'''
//! Route table and navigation guard.
//!
//! SYSTEM CONTEXT
//! ==============
//! Every navigation attempt runs through `NavigationGuard::check` exactly
//! once. Routes carry two flags: `requires_auth` pages bounce signed-out
//! users to `/login`, `requires_guest` pages bounce signed-in users to
//! `/dashboard`. Everything else proceeds.

use crate::credentials::{CredentialStore, UserRecord};

pub const LOGIN_PATH: &str = "/login";
pub const DASHBOARD_PATH: &str = "/dashboard";

#[derive(Debug, Clone, Copy, Default, PartialEq, Eq)]
pub struct RouteMeta {
    pub requires_auth: bool,
    pub requires_guest: bool,
}

impl RouteMeta {
    const PUBLIC: Self = Self { requires_auth: false, requires_guest: false };
    const AUTH: Self = Self { requires_auth: true, requires_guest: false };
    const GUEST: Self = Self { requires_auth: false, requires_guest: true };
}

#[derive(Debug, Clone, Copy, PartialEq, Eq)]
pub struct Route {
    pub path: &'static str,
    pub name: &'static str,
    pub meta: RouteMeta,
    /// Static alias: navigating here goes straight to the target.
    pub redirect: Option<&'static str>,
}

pub const ROUTES: &[Route] = &[
    Route { path: LOGIN_PATH, name: "Login", meta: RouteMeta::GUEST, redirect: None },
    Route { path: "/", name: "Root", meta: RouteMeta::PUBLIC, redirect: Some(DASHBOARD_PATH) },
    Route { path: DASHBOARD_PATH, name: "Dashboard", meta: RouteMeta::AUTH, redirect: None },
    Route { path: "/countries", name: "Countries", meta: RouteMeta::AUTH, redirect: None },
    Route { path: "/keywords", name: "Keywords", meta: RouteMeta::AUTH, redirect: None },
    Route { path: "/publication-types", name: "PublicationTypes", meta: RouteMeta::AUTH, redirect: None },
];

/// Look up a route by path. Trailing slashes and query strings are ignored.
#[must_use]
pub fn resolve(path: &str) -> Option<&'static Route> {
    let path = path.split(['?', '#']).next().unwrap_or_default();
    let trimmed = path.trim_end_matches('/');
    let normalized = if trimmed.is_empty() { "/" } else { trimmed };
    ROUTES.iter().find(|route| route.path == normalized)
}

/// Guard outcome for one navigation attempt.
#[derive(Debug, Clone, Copy, PartialEq, Eq)]
pub enum Navigation {
    Proceed,
    Redirect(&'static str),
}

/// Transition table over route flags and authentication state.
#[must_use]
pub fn decide(meta: RouteMeta, is_authenticated: bool) -> Navigation {
    if meta.requires_auth && !is_authenticated {
        return Navigation::Redirect(LOGIN_PATH);
    }
    if meta.requires_guest && is_authenticated {
        return Navigation::Redirect(DASHBOARD_PATH);
    }
    Navigation::Proceed
}

#[derive(Debug)]
pub struct NavigationGuard {
    credentials: CredentialStore,
    user: Option<UserRecord>,
}

impl NavigationGuard {
    #[must_use]
    pub fn new(credentials: CredentialStore) -> Self {
        Self { credentials, user: None }
    }

    /// Decide whether navigation to `route` may proceed.
    ///
    /// The stored user is loaded on the first check that finds an access
    /// credential; the decision itself only looks at credential presence.
    pub fn check(&mut self, route: &Route) -> Navigation {
        let is_authenticated = self.credentials.is_authenticated();
        if is_authenticated && self.user.is_none() {
            self.initialize();
        }
        let outcome = decide(route.meta, is_authenticated);
        tracing::debug!(path = route.path, is_authenticated, ?outcome, "navigation guard");
        outcome
    }

    fn initialize(&mut self) {
        match self.credentials.user() {
            Ok(user) => self.user = user,
            Err(e) => tracing::warn!(error = %e, "stored user record unreadable"),
        }
    }

    /// The user loaded from storage, once a check has initialised it.
    #[must_use]
    pub fn user(&self) -> Option<&UserRecord> {
        self.user.as_ref()
    }

    /// Forget the cached user; the next check reloads from storage.
    pub fn reset(&mut self) {
        self.user = None;
    }
}

#[cfg(test)]
#[path = "guard_test.rs"]
mod guard_test;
'''
WORK TO COMPLETE ▸ What is needed is every line of the records above that contains the word "Option".

TASK SOLUTION ▸
    pub redirect: Option<&'static str>,
pub fn resolve(path: &str) -> Option<&'static Route> {
    user: Option<UserRecord>,
    pub fn user(&self) -> Option<&UserRecord> {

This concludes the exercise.